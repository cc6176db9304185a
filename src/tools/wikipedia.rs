//! Wikipedia lookup through the MediaWiki API.

use super::{truncate_chars, Tool, ToolKind};
use crate::error::{ForskError, Result};
use async_trait::async_trait;
use serde_json::Value;
use tracing::debug;

const NO_RESULTS: &str = "No good Wikipedia Search Result was found";
const MAX_QUERY_CHARS: usize = 300;

/// The `wikipedia` tool.
///
/// Summarizes at most `top_k` pages and caps the digest at `max_chars`.
pub struct WikipediaTool {
    client: reqwest::Client,
    lang: String,
    top_k: usize,
    max_chars: usize,
}

impl WikipediaTool {
    pub fn new(client: reqwest::Client, lang: &str, top_k: usize, max_chars: usize) -> Self {
        Self {
            client,
            lang: lang.to_string(),
            top_k,
            max_chars,
        }
    }

    fn api_url(&self) -> String {
        format!("https://{}.wikipedia.org/w/api.php", self.lang)
    }

    async fn get_json(&self, params: &[(&str, &str)]) -> Result<Value> {
        let response = self.client.get(self.api_url()).query(params).send().await?;
        if !response.status().is_success() {
            return Err(ForskError::tool(
                ToolKind::Wikipedia.name(),
                format!("HTTP error {}", response.status()),
            ));
        }
        Ok(response.json().await?)
    }

    async fn search_titles(&self, query: &str) -> Result<Vec<String>> {
        let limit = self.top_k.to_string();
        let body = self
            .get_json(&[
                ("action", "query"),
                ("list", "search"),
                ("srsearch", query),
                ("srlimit", limit.as_str()),
                ("format", "json"),
                ("utf8", "1"),
            ])
            .await?;
        Ok(parse_search_titles(&body, self.top_k))
    }

    async fn page_summary(&self, title: &str) -> Result<Option<String>> {
        let body = self
            .get_json(&[
                ("action", "query"),
                ("prop", "extracts"),
                ("exintro", "1"),
                ("explaintext", "1"),
                ("redirects", "1"),
                ("titles", title),
                ("format", "json"),
                ("formatversion", "2"),
            ])
            .await?;
        Ok(parse_extract(&body))
    }
}

/// Titles from a `list=search` response.
pub fn parse_search_titles(body: &Value, limit: usize) -> Vec<String> {
    body.pointer("/query/search")
        .and_then(Value::as_array)
        .map(|hits| {
            hits.iter()
                .filter_map(|hit| hit.get("title").and_then(Value::as_str))
                .map(str::to_string)
                .take(limit)
                .collect()
        })
        .unwrap_or_default()
}

/// Plain-text extract from a `prop=extracts` response (formatversion 2).
pub fn parse_extract(body: &Value) -> Option<String> {
    body.pointer("/query/pages/0/extract")
        .and_then(Value::as_str)
        .map(str::trim)
        .filter(|text| !text.is_empty())
        .map(str::to_string)
}

/// Render page summaries as the digest handed back to the model.
pub fn format_pages(pages: &[(String, String)], max_chars: usize) -> String {
    if pages.is_empty() {
        return NO_RESULTS.to_string();
    }
    let joined = pages
        .iter()
        .map(|(title, summary)| format!("Page: {}\nSummary: {}", title, summary))
        .collect::<Vec<_>>()
        .join("\n\n");
    truncate_chars(&joined, max_chars)
}

#[async_trait]
impl Tool for WikipediaTool {
    fn kind(&self) -> ToolKind {
        ToolKind::Wikipedia
    }

    async fn invoke(&self, input: &str) -> Result<String> {
        let query = truncate_chars(input, MAX_QUERY_CHARS);
        let titles = self.search_titles(&query).await?;

        let summaries =
            futures::future::try_join_all(titles.iter().map(|title| self.page_summary(title)))
                .await?;

        let pages: Vec<(String, String)> = titles
            .into_iter()
            .zip(summaries)
            .filter_map(|(title, summary)| summary.map(|s| (title, s)))
            .collect();

        debug!("Wikipedia lookup for '{}' found {} pages", query, pages.len());
        Ok(format_pages(&pages, self.max_chars))
    }
}

#[cfg(test)]
mod tests {
    use super::*;
    use serde_json::json;

    #[test]
    fn test_parse_search_titles() {
        let body = json!({
            "query": {"search": [
                {"title": "Rust (programming language)", "pageid": 1},
                {"title": "Rust", "pageid": 2},
                {"pageid": 3},
                {"title": "Rust Belt", "pageid": 4}
            ]}
        });
        assert_eq!(
            parse_search_titles(&body, 2),
            vec!["Rust (programming language)", "Rust"]
        );
        assert!(parse_search_titles(&json!({"batchcomplete": ""}), 3).is_empty());
    }

    #[test]
    fn test_parse_extract() {
        let body = json!({"query": {"pages": [{"title": "Rust", "extract": "  Rust is a language. "}]}});
        assert_eq!(parse_extract(&body), Some("Rust is a language.".to_string()));

        let missing = json!({"query": {"pages": [{"title": "Nope", "missing": true}]}});
        assert_eq!(parse_extract(&missing), None);
    }

    #[test]
    fn test_format_pages_caps_length() {
        let pages = vec![
            ("A".to_string(), "x".repeat(3000)),
            ("B".to_string(), "y".repeat(3000)),
        ];
        let digest = format_pages(&pages, 4000);
        assert_eq!(digest.chars().count(), 4000);
        assert!(digest.starts_with("Page: A\nSummary: xxx"));
        assert!(digest.contains("\n\nPage: B\nSummary: y"));

        assert_eq!(format_pages(&[], 4000), NO_RESULTS);
    }
}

:::::

Without altering a single word, repeat the material.

§ Exercise solution
repository cc6176db9304185a
filename src/tools/wikipedia.rs
//! Wikipedia lookup through the MediaWiki API.

use super::{truncate_chars, Tool, ToolKind};
use crate::error::{ForskError, Result};
use async_trait::async_trait;
use serde_json::Value;
use tracing::debug;

const NO_RESULTS: &str = "No good Wikipedia Search Result was found";
const MAX_QUERY_CHARS: usize = 300;

/// The `wikipedia` tool.
///
/// Summarizes at most `top_k` pages and caps the digest at `max_chars`.
pub struct WikipediaTool {
    client: reqwest::Client,
    lang: String,
    top_k: usize,
    max_chars: usize,
}

impl WikipediaTool {
    pub fn new(client: reqwest::Client, lang: &str, top_k: usize, max_chars: usize) -> Self {
        Self {
            client,
            lang: lang.to_string(),
            top_k,
            max_chars,
        }
    }

    fn api_url(&self) -> String {
        format!("https://{}.wikipedia.org/w/api.php", self.lang)
    }

    async fn get_json(&self, params: &[(&str, &str)]) -> Result<Value> {
        let response = self.client.get(self.api_url()).query(params).send().await?;
        if !response.status().is_success() {
            return Err(ForskError::tool(
                ToolKind::Wikipedia.name(),
                format!("HTTP error {}", response.status()),
            ));
        }
        Ok(response.json().await?)
    }

    async fn search_titles(&self, query: &str) -> Result<Vec<String>> {
        let limit = self.top_k.to_string();
        let body = self
            .get_json(&[
                ("action", "query"),
                ("list", "search"),
                ("srsearch", query),
                ("srlimit", limit.as_str()),
                ("format", "json"),
                ("utf8", "1"),
            ])
            .await?;
        Ok(parse_search_titles(&body, self.top_k))
    }

    async fn page_summary(&self, title: &str) -> Result<Option<String>> {
        let body = self
            .get_json(&[
                ("action", "query"),
                ("prop", "extracts"),
                ("exintro", "1"),
                ("explaintext", "1"),
                ("redirects", "1"),
                ("titles", title),
                ("format", "json"),
                ("formatversion", "2"),
            ])
            .await?;
        Ok(parse_extract(&body))
    }
}

/// Titles from a `list=search` response.
pub fn parse_search_titles(body: &Value, limit: usize) -> Vec<String> {
    body.pointer("/query/search")
        .and_then(Value::as_array)
        .map(|hits| {
            hits.iter()
                .filter_map(|hit| hit.get("title").and_then(Value::as_str))
                .map(str::to_string)
                .take(limit)
                .collect()
        })
        .unwrap_or_default()
}

/// Plain-text extract from a `prop=extracts` response (formatversion 2).
pub fn parse_extract(body: &Value) -> Option<String> {
    body.pointer("/query/pages/0/extract")
        .and_then(Value::as_str)
        .map(str::trim)
        .filter(|text| !text.is_empty())
        .map(str::to_string)
}

/// Render page summaries as the digest handed back to the model.
pub fn format_pages(pages: &[(String, String)], max_chars: usize) -> String {
    if pages.is_empty() {
        return NO_RESULTS.to_string();
    }
    let joined = pages
        .iter()
        .map(|(title, summary)| format!("Page: {}\nSummary: {}", title, summary))
        .collect::<Vec<_>>()
        .join("\n\n");
    truncate_chars(&joined, max_chars)
}

#[async_trait]
impl Tool for WikipediaTool {
    fn kind(&self) -> ToolKind {
        ToolKind::Wikipedia
    }

    async fn invoke(&self, input: &str) -> Result<String> {
        let query = truncate_chars(input, MAX_QUERY_CHARS);
        let titles = self.search_titles(&query).await?;

        let summaries =
            futures::future::try_join_all(titles.iter().map(|title| self.page_summary(title)))
                .await?;

        let pages: Vec<(String, String)> = titles
            .into_iter()
            .zip(summaries)
            .filter_map(|(title, summary)| summary.map(|s| (title, s)))
            .collect();

        debug!("Wikipedia lookup for '{}' found {} pages", query, pages.len());
        Ok(format_pages(&pages, self.max_chars))
    }
}

#[cfg(test)]
mod tests {
    use super::*;
    use serde_json::json;

    #[test]
    fn test_parse_search_titles() {
        let body = json!({
            "query": {"search": [
                {"title": "Rust (programming language)", "pageid": 1},
                {"title": "Rust", "pageid": 2},
                {"pageid": 3},
                {"title": "Rust Belt", "pageid": 4}
            ]}
        });
        assert_eq!(
            parse_search_titles(&body, 2),
            vec!["Rust (programming language)", "Rust"]
        );
        assert!(parse_search_titles(&json!({"batchcomplete": ""}), 3).is_empty());
    }

    #[test]
    fn test_parse_extract() {
        let body = json!({"query": {"pages": [{"title": "Rust", "extract": "  Rust is a language. "}]}});
        assert_eq!(parse_extract(&body), Some("Rust is a language.".to_string()));

        let missing = json!({"query": {"pages": [{"title": "Nope", "missing": true}]}});
        assert_eq!(parse_extract(&missing), None);
    }

    #[test]
    fn test_format_pages_caps_length() {
        let pages = vec![
            ("A".to_string(), "x".repeat(3000)),
            ("B".to_string(), "y".repeat(3000)),
        ];
        let digest = format_pages(&pages, 4000);
        assert_eq!(digest.chars().count(), 4000);
        assert!(digest.starts_with("Page: A\nSummary: xxx"));
        assert!(digest.contains("\n\nPage: B\nSummary: y"));

        assert_eq!(format_pages(&[], 4000), NO_RESULTS);
    }
}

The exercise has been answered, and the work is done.